近況報告・寄稿

深志高校の武勇伝

インターハイ、のち、ロック座、のち、旅立ち  
ー松本深志高校テニス部、Aさんの武勇伝ー


            22期 荻原志ほ


 S50年、私達は長野県高校テニス大会で、男女ともに団体優勝しインターハイに出場する事になりました。しかしながら、県大会優勝が目標でしたので、インターハイ本戦で勝とうと思う仲間はいなかったと思います。

 県大会が終わると、3年生はテニス部OBとなり、受験勉強をはじめました。テニスコートでは、2年生の新キャプテンを中心に、新人戦に向けた現役の練習がはじまっていました。

 8月、インターハイ本戦は、東京の神宮外苑コートで行われました。6月以降、たいして練習もしていない私達は、ケガをしないで試合をして帰る事、をめざしていてプレッシャーも無しでした。本戦は、予定通り1回戦であっさり負け、みんな宿舎に向かいましたが、男子シングルNo.2のAさんは、「俺、ちょっと行くとこあるから…」と、分かれていきました。なんと、Aさんはラケットを持ったまま、1人で浅草のロック座にストリップを見に行ったのです。びっくり!Aさんは、18歳にして、おじさん体型で、おじさん顔でしたので、ロック座の人も普通に入れてくれたのかもしれません。

 そのうわさはテニス部以外の男子にも広まって、その後、東京の大学に進学した男子で、ロック座にいった人がいたとのことです。

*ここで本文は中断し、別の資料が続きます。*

//! The per-frame simulation cycle and the schedulers that drive it.

use std::sync::atomic::{AtomicBool, Ordering};
use std::sync::Arc;
use std::thread;
use std::time::{Duration, Instant};

use bevy::log::info;

use crate::audio::AudioSink;
use crate::context::SimulationContext;
use crate::scene::SceneGraph;

#[derive(Clone, Copy, Debug, PartialEq, Eq, Default)]
pub enum LoopState {
    #[default]
    Idle,
    Running,
    /// Terminal. Reached only through a `CancelToken`.
    Stopped,
}

/// Shared stop flag, checked at the top of every cycle.
#[derive(Clone, Default, Debug)]
pub struct CancelToken(Arc<AtomicBool>);

impl CancelToken {
    pub fn new() -> Self {
        Self::default()
    }

    pub fn cancel(&self) {
        self.0.store(true, Ordering::Relaxed);
    }

    pub fn is_cancelled(&self) -> bool {
        self.0.load(Ordering::Relaxed)
    }
}

/// Camera controller and renderer, seen from the loop.
pub trait Presenter {
    fn update_controls(&mut self, _delta: f32) {}
    fn render(&mut self, _scene: &SceneGraph) {}
}

/// Presenter that draws nothing.
pub struct Headless;

impl Presenter for Headless {}

/// Host-side pacing between cycles.
pub trait FrameScheduler {
    /// Waits (or not) until the next cycle is due. `false` ends the run.
    fn next_frame(&mut self) -> bool;
}

/// Exactly `n` cycles, back to back.
pub struct FixedFrames(pub u64);

impl FrameScheduler for FixedFrames {
    fn next_frame(&mut self) -> bool {
        if self.0 == 0 {
            return false;
        }
        self.0 -= 1;
        true
    }
}

/// Sleeps so cycles start at most once per `interval`. Runs until the loop
/// is cancelled.
pub struct PacedFrames {
    interval: Duration,
    last: Option<Instant>,
}

impl PacedFrames {
    pub fn new(interval: Duration) -> Self {
        Self {
            interval,
            last: None,
        }
    }

    pub fn hz(rate: f64) -> Self {
        Self::new(Duration::from_secs_f64(1.0 / rate))
    }
}

impl FrameScheduler for PacedFrames {
    fn next_frame(&mut self) -> bool {
        if let Some(last) = self.last {
            let due = last + self.interval;
            let now = Instant::now();
            if due > now {
                thread::sleep(due - now);
            }
        }
        self.last = Some(Instant::now());
        true
    }
}

/// What one cycle did.
#[derive(Clone, Copy, Debug, PartialEq)]
pub struct CycleReport {
    pub delta: f32,
    pub substeps: u32,
    pub hits: usize,
}

pub struct SimulationLoop {
    pub fixed_timestep: f32,
    pub max_substeps: u32,
    state: LoopState,
    cancel: CancelToken,
    frames: u64,
}

impl SimulationLoop {
    pub fn new(fixed_timestep: f32, max_substeps: u32) -> Self {
        Self {
            fixed_timestep,
            max_substeps,
            state: LoopState::Idle,
            cancel: CancelToken::new(),
            frames: 0,
        }
    }

    /// Loop using the context's timestep and substep cap.
    pub fn for_context(ctx: &SimulationContext) -> Self {
        Self::new(ctx.settings().fixed_timestep, ctx.settings().max_substeps)
    }

    pub fn state(&self) -> LoopState {
        self.state
    }

    pub fn frames(&self) -> u64 {
        self.frames
    }

    pub fn cancel_token(&self) -> CancelToken {
        self.cancel.clone()
    }

    /// One cycle: queued commands, clock, physics, pose sync, hits,
    /// controls, render. Returns `None` once stopped.
    pub fn tick(
        &mut self,
        ctx: &mut SimulationContext,
        presenter: &mut dyn Presenter,
        audio: &mut dyn AudioSink,
    ) -> Option<CycleReport> {
        if self.state == LoopState::Stopped {
            return None;
        }
        if self.cancel.is_cancelled() {
            info!("simulation stopped after {} frames", self.frames);
            self.state = LoopState::Stopped;
            return None;
        }
        self.state = LoopState::Running;

        ctx.apply_pending();

        let delta = ctx.clock.tick();
        let substeps = ctx
            .world
            .step(self.fixed_timestep, delta, self.max_substeps);
        ctx.registry.sync_visuals(&ctx.world, &mut ctx.scene);
        let hits = ctx.dispatch_hits(audio);

        presenter.update_controls(delta);
        presenter.render(&ctx.scene);

        self.frames += 1;
        Some(CycleReport {
            delta,
            substeps,
            hits,
        })
    }

    /// Ticks until the scheduler runs out of frames or the loop is
    /// cancelled. Returns the number of cycles run.
    pub fn run(
        &mut self,
        ctx: &mut SimulationContext,
        scheduler: &mut dyn FrameScheduler,
        presenter: &mut dyn Presenter,
        audio: &mut dyn AudioSink,
    ) -> u64 {
        let mut cycles = 0;
        while scheduler.next_frame() {
            if self.tick(ctx, presenter, audio).is_none() {
                break;
            }
            cycles += 1;
        }
        cycles
    }
}

impl Default for SimulationLoop {
    fn default() -> Self {
        Self::new(1.0 / 60.0, 3)
    }
}
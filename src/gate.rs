//! Decides which collisions make a sound, and how loud.

use rand::Rng;

/// Impact speed (m/s) a contact needs before it is heard.
pub const DEFAULT_HIT_THRESHOLD: f32 = 1.5;

/// Threshold gate over collision impact speed.
///
/// Bodies resting under gravity keep grazing each other at near-zero speed;
/// without the threshold every one of those grazes would fire a sound.
///
/// The intensity of a triggered hit is uniformly random and ignores the
/// impact speed. This is deliberate: it varies the output, it is not meant
/// to be physically loud-when-fast.
#[derive(Clone, Copy, Debug, PartialEq)]
pub struct CollisionGate {
    pub threshold: f32,
}

impl Default for CollisionGate {
    fn default() -> Self {
        Self {
            threshold: DEFAULT_HIT_THRESHOLD,
        }
    }
}

impl CollisionGate {
    pub fn new(threshold: f32) -> Self {
        Self { threshold }
    }

    pub fn should_trigger(&self, impact_speed: f32) -> bool {
        impact_speed > self.threshold
    }

    /// Intensity in `[0, 1]`; zero when the gate does not trigger.
    pub fn intensity<R: Rng>(&self, impact_speed: f32, rng: &mut R) -> f32 {
        if self.should_trigger(impact_speed) {
            rng.gen::<f32>()
        } else {
            0.0
        }
    }

    /// `Some(intensity)` for a triggering impact.
    pub fn evaluate<R: Rng>(&self, impact_speed: f32, rng: &mut R) -> Option<f32> {
        self.should_trigger(impact_speed).then(|| rng.gen::<f32>())
    }
}
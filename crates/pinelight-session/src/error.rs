/// Errors that can occur in session operations.
#[derive(Debug, thiserror::Error)]
pub enum SessionError {
    /// The session is misconfigured and the request cannot be populated.
    #[error("invalid session configuration: {0}")]
    Config(&'static str),

    /// Connection open/send/receive failure at the stream layer.
    #[error("transport error: {0}")]
    Transport(#[from] tokio_tungstenite::tungstenite::Error),

    /// The connection closed before a reply arrived.
    #[error("connection closed before a reply arrived")]
    Closed,

    /// Received bytes do not parse as a valid envelope.
    #[error("protocol error: {0}")]
    Protocol(#[from] pinelight_proto::ProtoError),

    /// The reply parsed but carries a payload of the wrong kind.
    #[error("unexpected reply: expected {expected}")]
    UnexpectedReply { expected: &'static str },

    /// The server rejected the credentials.
    #[error("server rejected credentials")]
    AuthenticationFailed,

    /// The server reported an error for a request.
    #[error("server error: {0}")]
    Server(String),

    /// An operation was attempted while disconnected.
    #[error("no connection established, call connect() first")]
    NotConnected,

    /// A buffer contract was violated by the caller.
    #[error("{what} has {actual} elements, expected {expected}")]
    InvalidArgument {
        what: &'static str,
        expected: usize,
        actual: usize,
    },
}

pub type Result<T> = std::result::Result<T, SessionError>;
use pinelight_session::Session;

use crate::cmd::InfoArgs;
use crate::exit::{session_error, CliResult, SUCCESS};
use crate::output::{print_device, OutputFormat};

pub async fn run(args: InfoArgs, format: OutputFormat) -> CliResult<i32> {
    let mut session = Session::new(args.connect.token, &args.connect.addr);
    session
        .connect()
        .await
        .map_err(|err| session_error("connect failed", err))?;

    let (width, height) = session.canvas_size();
    print_device(&args.connect.addr, width, height, session.strip_len(), format);

    session.close().await;
    Ok(SUCCESS)
}
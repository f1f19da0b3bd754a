use pinelight_session::Session;

use crate::cmd::StripArgs;
use crate::color::{pack_rgb, parse_rgba};
use crate::exit::{session_error, CliResult, SUCCESS};

pub async fn run(args: StripArgs) -> CliResult<i32> {
    let color = pack_rgb(parse_rgba(&args.color)?);

    let mut session = Session::new(args.connect.token, &args.connect.addr);
    session
        .connect()
        .await
        .map_err(|err| session_error("connect failed", err))?;

    let values = vec![color; session.strip_len()];
    let result = session
        .send_raw_pixels(&values)
        .await
        .map_err(|err| session_error("strip update failed", err));
    session.close().await;
    result?;

    Ok(SUCCESS)
}
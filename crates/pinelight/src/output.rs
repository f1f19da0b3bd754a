use std::io::IsTerminal;

use clap::ValueEnum;
use comfy_table::{presets::UTF8_FULL, ContentArrangement, Table};
use serde::Serialize;

#[derive(Clone, Debug, Copy, ValueEnum)]
pub enum OutputFormat {
    Json,
    Table,
    Pretty,
}

impl OutputFormat {
    pub fn default_for_stdout() -> Self {
        if std::io::stdout().is_terminal() {
            Self::Table
        } else {
            Self::Json
        }
    }
}

#[derive(Serialize)]
struct DeviceOutput<'a> {
    addr: &'a str,
    canvas_width: u32,
    canvas_height: u32,
    strip_leds: usize,
}

pub fn print_device(addr: &str, width: u32, height: u32, strip_leds: usize, format: OutputFormat) {
    match format {
        OutputFormat::Json => {
            let out = DeviceOutput {
                addr,
                canvas_width: width,
                canvas_height: height,
                strip_leds,
            };
            println!(
                "{}",
                serde_json::to_string(&out).unwrap_or_else(|_| "{}".to_string())
            );
        }
        OutputFormat::Table => {
            let mut table = Table::new();
            table
                .load_preset(UTF8_FULL)
                .set_content_arrangement(ContentArrangement::Dynamic)
                .set_header(vec!["ADDR", "CANVAS", "STRIP LEDS"]);
            table.add_row(vec![
                addr.to_string(),
                format!("{width}x{height}"),
                strip_leds.to_string(),
            ]);
            println!("{table}");
        }
        OutputFormat::Pretty => {
            println!("server:     {addr}");
            println!("canvas:     {width}x{height} px (RGBA)");
            println!("strip leds: {strip_leds}");
        }
    }
}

 ただ、その話は長いこと女子には㊙️にされていました。

深志高校では、時々女子には㊙️の事がおきます。例えば、クラスマッチで全校優勝した日、女子は先に帰して、男子と担任が居酒屋で酒盛りをし、駅近くのO君の家にみんなで押しかけ、さらに飲んで雑魚寝し、翌日、担任と男子は二日酔いだった、とかね(笑)

もう、50年近く前の事で時効です。

良い時代でした。

 話はかわりますが、私達高校の同期は、卒業以来ずっと1月2日に新春テニスと新年会をしています。松本は冬でも屋外でテニスができます。ただ、気温は-10℃を下回る事もあります。ときには、粉雪まじりの強風で目も開けられない中、ダウンジャケットを着てテニスをした日もありました。そんな日に屋外でテニスをする物好きは、私達だけでしたね(笑)

 社会人になって、地元に帰ったAさんは、毎年コート2面と飲み会の会場を予約して、各地から集う仲間を迎えてくれました。

 10年くらい前、Aさんは、「俺、癌なんだけど、奥さんの作るご飯がうまくてさ…」と言うのです。そんな深刻な事を、そんなに軽やかに話すの?と、またびっくり!

 その後、Aさんは、大型バイクを手に入れて、やりたかったツーリングに出掛けたりしていました。時は流れ、Aさんの奥さんから訃報が届きました。何人かの仲間と松本のお寺に行き、旅立ったAさんにお別れをしました。

 Aさんは、ユニークで、マイペースで、とてもいい人でした。病気になってからも、仲間には辛い様子を見せる事もなく、飄々と人生を生きていきました。


 Aさんへ

そちらでもツーリングしていますか。

天国のロック座にも、キレイなおねえちゃんはいるんですか。